In this case the Court explained that the principle underlying gratuity is distinct from the principle underlying retrenchment compensation. Although a workman who is retrenched may also be entitled to claim gratuity, industrial adjudication has consistently held that the payment of retrenchment compensation does not diminish or defeat the workman’s separate right to gratuity. The Court observed that the purpose of granting retrenchment compensation is to preserve the workman’s gratuity so that it remains intact and available to him after he retires. Consequently, the objective of retrenchment compensation is to provide temporary relief during the period of unemployment, whereas the purpose of gratuity is to secure a retirement benefit. Because the two schemes serve different functions, the Court stated that they are not contradictory or mutually exclusive; rather, they complement each other and, on the basis of social justice, both claims may be regarded as legitimate. The appearance of a double benefit, the Court noted, does not invalidate either scheme, a view that has been endorsed by industrial tribunals in many reported decisions.
The Court then turned to the development of industrial law on gratuity. It explained that whenever an industrial tribunal considers an employee’s claim for gratuity, it first examines the employer’s financial condition. Only if the tribunal is satisfied that the employer can bear the financial burden does it approve a gratuity scheme that secures a retirement benefit for the employees. Although awards framing such schemes had been made for several years before 1951, the Labour Appellate Tribunal gave a detailed analysis of the issue in the case of The Army and Navy Stores Ltd., Bombay, and Their Workmen. In that case the Tribunal framed a model gratuity scheme that provided a month’s salary or wages for each year of continuous service in three situations: (i) death of an employee while in service or when the employee becomes physically or mentally incapable of further work, the amount being payable to the disabled employee or, if deceased, to his heirs or legal representatives; (ii) voluntary retirement or resignation after fifteen years of continuous service, for which half a month’s salary or wages for each year of service was payable; and (iii) termination of service by the company, for which a full month’s salary or wages for each completed year of service was payable. The Tribunal expressly excluded any employee dismissed for misconduct from receiving gratuity under this scheme. This model scheme has been repeatedly cited in subsequent disputes concerning gratuity, and the Court noted that gratuity benefits have generally been extended even to workmen whose services were terminated, thereby linking the gratuity entitlement to the broader context of employment termination.

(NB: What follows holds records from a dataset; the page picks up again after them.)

//! Error types for the load → clean → join pipeline.

use polars::prelude::PolarsError;
use std::path::Path;
use thiserror::Error;

/// Errors raised while building the joined snapshot.
///
/// Every variant is fatal to startup; there is no partial service.
#[derive(Debug, Error)]
pub enum EtlError {
    /// Spreadsheet missing, unreadable, or not a workbook.
    #[error("failed to load {path}: {reason}")]
    DataLoad {
        /// File that failed to load.
        path: String,
        /// Underlying cause.
        reason: String,
    },

    /// A column the join or filter depends on is absent.
    #[error("schema mismatch: {table} table has no column {column}")]
    SchemaMismatch {
        /// Logical table name.
        table: String,
        /// Missing column.
        column: String,
    },

    /// Frame engine failure.
    #[error("frame error: {0}")]
    Frame(#[from] PolarsError),
}

impl EtlError {
    /// Creates a load error for `path`.
    pub fn data_load(path: &Path, reason: impl ToString) -> Self {
        Self::DataLoad {
            path: path.display().to_string(),
            reason: reason.to_string(),
        }
    }

    /// Creates a schema mismatch error.
    pub fn schema_mismatch(table: impl Into<String>, column: impl Into<String>) -> Self {
        Self::SchemaMismatch {
            table: table.into(),
            column: column.into(),
        }
    }
}

pub type Result<T> = std::result::Result<T, EtlError>;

In this case, the Court observed that workmen who became entitled to gratuity under the scheme were also held to be entitled to retrenchment compensation. The Court referred to the decision in Bangalore Woollen, Cotton and Silk Mills Co. Ltd. and Binny Mills Labour Association, where the Labour Appellate Tribunal authorised the employer to retrench 179 workmen on the condition that each retrenched workman would receive, as retrenchment relief, an amount equal to one month’s basic wage for every year of continuous service completed with the company. The Tribunal further stipulated that the basic wage used for this calculation must be the last basic wage drawn by the workman before the Tribunal granted its permission. The Tribunal expressly clarified that granting such retrenchment relief must not, in any manner, prejudice the determination of any gratuity scheme that was then before the adjudicator, and that the adjudicator was required to apply an independent mind unaffected by the Tribunal’s decision. The Court noted, however, that although it is rare, tribunals have occasionally refused to award gratuity to workmen whose services were terminated on the ground that they would receive compensation under the Industrial Disputes Act. Such dissenting decisions have been recorded in only a few cases, for example in Chemical, Industrial and Pharmaceutical Laboratory Ltd. and Their Workmen.
The Court further explained that, generally speaking, and subject to the employer’s capacity to pay, workmen have historically received both retrenchment compensation and gratuity under industrial awards that pre-date the introduction of section 25F of the Act. The Court cited the extensive consideration given by the Labour Appellate Tribunal in appeals against the award of the All India Industrial Tribunal (Bank Disputes), where it was held that the award of retrenchment compensation does not adversely affect a workman’s claim for gratuity. The Court emphasized that the two entitlements arise for entirely different reasons and that, in a proper case, both claims may be awarded simultaneously. Although the quantum of compensation varied from case to case and awards were not uniform, the Court observed that the amount of retrenchment compensation was usually linked to the length of past service rendered by the retrenched workman.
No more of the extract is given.